As our hygiene and cleanliness improves it seems we become more susceptible to allergies. It’s as if our immune system is yearning for action, but having no enemies in the form of infectious agents or parasites to battle, it targets harmless substances present in the environment. This constitutes an allergic reaction. Central to this reaction are specialized proteins known as antibodies. Specifically, IgE (immunoglobulin E) antibodies are implicated. They are made when a foreign substance enters the body and then attach themselves to immune cells called mast cells where they lie in wait, ready for action should the intruder appear again. When the allergen does appear, the antibodies recognize it and bind to it. This disturbs the structure of the mast cell, causing it to “wake up” and release various disease-fighting molecules. The prime one is histamine. This molecule, when released, makes local blood vessels more permeable and unleashes the symptoms of an allergy. There’s sneezing, sniffling, watery eyes and all the rest as the body tries to rid itself of the troublesome allergen.

Today our hygiene-obsessed society is focussed on the use of antibacterial soaps, sponges, pillows and even toys. Some people carry around a special germ-killing lotion and slather it on at the first sign of ‘contamination’. Sounds like something out of a sci-fi movie. You greet someone, shake hands and then immediately proceed to cleanse yourself of them with some goo. But this could end up causing more harm than good. Not only does this over-use of antibacterial products breed drug-resistant forms of microorganisms, it may also be contributing to the rising incidence of allergies in our society.
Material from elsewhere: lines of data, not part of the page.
//! Notes Grid Component
//!
//! One list container (active or archived), driven by its board panel.

use leptos::prelude::*;

use crate::board::{Panel, LOAD_FAILED_TEXT};
use crate::components::{LoadingIndicator, NoteItem};
use crate::models::Partition;

#[component]
pub fn NotesGrid(
    partition: Partition,
    #[prop(into)] panel: Signal<Panel>,
) -> impl IntoView {
    let archived = partition.is_archived();
    let grid_id = match partition {
        Partition::Active => "active-notes-grid",
        Partition::Archived => "archived-notes-grid",
    };

    view! {
        <div id=grid_id class="notes-grid">
            {move || match panel.get() {
                Panel::Loading => view! { <LoadingIndicator /> }.into_any(),
                Panel::Empty => view! {
                    <p class="notes-message">{partition.empty_text()}</p>
                }.into_any(),
                Panel::Failed => view! {
                    <p class="notes-message failed">{LOAD_FAILED_TEXT}</p>
                }.into_any(),
                Panel::Populated(notes) => notes
                    .into_iter()
                    .map(|note| view! { <NoteItem note=note archived=archived /> })
                    .collect_view()
                    .into_any(),
            }}
        </div>
    }
}
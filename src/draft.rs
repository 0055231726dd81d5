//! New-note form state
//!
//! Both fields are required; a field's error shows whenever its trimmed
//! value is empty.

use crate::models::NewNote;

pub const TITLE_REQUIRED: &str = "Title is required";
pub const BODY_REQUIRED: &str = "Content is required";

#[derive(Debug, Clone, Default, PartialEq, Eq)]
pub struct NoteDraft {
    pub title: String,
    pub body: String,
    pub title_error: bool,
    pub body_error: bool,
}

fn is_blank(value: &str) -> bool {
    value.trim().is_empty()
}

impl NoteDraft {
    pub fn set_title(&mut self, value: String) {
        self.title_error = is_blank(&value);
        self.title = value;
    }

    pub fn set_body(&mut self, value: String) {
        self.body_error = is_blank(&value);
        self.body = value;
    }

    /// Re-check both fields; the trimmed note if both are filled in
    pub fn validate(&mut self) -> Option<NewNote> {
        self.title_error = is_blank(&self.title);
        self.body_error = is_blank(&self.body);
        if self.title_error || self.body_error {
            return None;
        }
        Some(NewNote {
            title: self.title.trim().to_string(),
            body: self.body.trim().to_string(),
        })
    }

    pub fn clear(&mut self) {
        *self = Self::default();
    }
}
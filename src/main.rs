//! Notes Frontend Entry Point

mod actions;
mod api;
mod app;
mod board;
mod client;
mod components;
mod config;
mod context;
mod draft;
mod models;
mod notify;
mod store;
mod timestamp;

#[cfg(test)]
mod testing;

use app::App;
use leptos::prelude::*;

fn main() {
    console_error_panic_hook::set_once();
    wasm_logger::init(wasm_logger::Config::new(log::Level::Debug));
    mount_to_body(App);
}
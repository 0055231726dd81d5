//! Application Context
//!
//! Shared state provided via Leptos Context API.

use leptos::prelude::*;

use crate::client::NotesClient;
use crate::store::BoardStore;

/// App-wide handles provided via context
#[derive(Clone)]
pub struct AppContext {
    /// Note operations (notifications and re-rendering included)
    pub client: NotesClient,
    /// Contents of the active and archived containers
    pub board: BoardStore,
}

impl AppContext {
    pub fn new(client: NotesClient, board: BoardStore) -> Self {
        Self { client, board }
    }
}

/// Get the app context; panics outside `App`
pub fn use_app_context() -> AppContext {
    use_context::<AppContext>().expect("AppContext should be provided")
}
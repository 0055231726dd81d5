//! API Configuration
//!
//! The base URL is fixed at build time; set `NOTES_API_BASE_URL` when
//! running `trunk build` to point the app at another deployment.

/// Default notes service endpoint
pub const DEFAULT_BASE_URL: &str = "https://notes-api.dicoding.dev/v2";

#[derive(Debug, Clone, PartialEq, Eq)]
pub struct ApiConfig {
    pub base_url: String,
}

impl ApiConfig {
    pub fn new(base_url: impl Into<String>) -> Self {
        let base_url = base_url.into();
        Self {
            base_url: base_url.trim_end_matches('/').to_string(),
        }
    }

    /// Config baked in at compile time
    pub fn from_build_env() -> Self {
        Self::new(option_env!("NOTES_API_BASE_URL").unwrap_or(DEFAULT_BASE_URL))
    }

    /// Absolute URL for a path such as `/notes/archived`
    pub fn url(&self, path: &str) -> String {
        format!("{}{}", self.base_url, path)
    }
}

impl Default for ApiConfig {
    fn default() -> Self {
        Self::new(DEFAULT_BASE_URL)
    }
}
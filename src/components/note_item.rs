//! Note Item Component
//!
//! A single note card with archive/unarchive and delete actions.

use chrono::{DateTime, Utc};
use leptos::prelude::*;
use leptos::task::spawn_local;
use wasm_bindgen::JsValue;

use crate::actions;
use crate::context::use_app_context;
use crate::models::Note;

/// Creation time in the browser's locale
fn format_created_at(created_at: &DateTime<Utc>) -> String {
    let date = js_sys::Date::new(&JsValue::from_f64(created_at.timestamp_millis() as f64));
    date.to_locale_string("default", &JsValue::UNDEFINED).into()
}

#[component]
pub fn NoteItem(note: Note, archived: bool) -> impl IntoView {
    let ctx = use_app_context();

    // Dims the card and blocks clicks while a request is in flight
    let (busy, set_busy) = signal(false);

    let toggle = {
        let client = ctx.client.clone();
        let id = note.id.clone();
        move |_| {
            let client = client.clone();
            let id = id.clone();
            spawn_local(async move {
                // The client already showed the popup
                let _ = actions::toggle_archive(&client, &id, archived, move |on| set_busy.set(on)).await;
            });
        }
    };

    let delete = {
        let client = ctx.client.clone();
        let id = note.id.clone();
        move |_| {
            let client = client.clone();
            let id = id.clone();
            spawn_local(async move {
                let _ = actions::confirm_and_delete(&client, &id, move |on| set_busy.set(on)).await;
            });
        }
    };

    let created_at = format_created_at(&note.created_at);

    view! {
        <article class=move || if busy.get() { "note-item loading" } else { "note-item" }>
            <h3>{note.title}</h3>
            <p class="note-body">{note.body}</p>
            <small>"Created: " {created_at}</small>
            <div class="actions">
                <button class="archive-btn" on:click=toggle>
                    {if archived { "Unarchive" } else { "Archive" }}
                </button>
                <button class="delete-btn" on:click=delete>"Delete"</button>
            </div>
        </article>
    }
}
When we’re born, our immune system is considered ‘naive.’ White blood cells, such as the helper T cells, haven’t yet fully developed. There are actually two types of these T cells. Th1 cells fight mostly small invaders like bacteria and viruses which directly attack our cells while Th2 cells are designed to fight the bigger enemies, such as parasites and worms which may lurk in-between cells. It turns out that these Th2 cells are also the cells that initiate IgE production. Therefore it is not surprising that allergy-prone people tend to have more Th2 cells while those without allergies have more Th1 cells. This may be because of the lack or the presence of microorganisms in the environment of a growing child. Here’s the theory then: if there aren’t many ‘bugs’ around, a child doesn’t make as many Th1 cells and so ends up making an excess of Th2 cells which tend to overreact to normally harmless substances such as pollen, dust or certain foods by stimulating IgE production. At birth the Th2 cells are the most likely to be triggered into activity. And if the Th1 cells aren’t sufficiently stimulated, by microorganisms as found in dirt, for example, allergies can result. Th1 cells produce signals that reduce Th2 responses and Th2 cells produce signals that reduce Th1 responses. In other words, there is a delicate balance between these two types of cells.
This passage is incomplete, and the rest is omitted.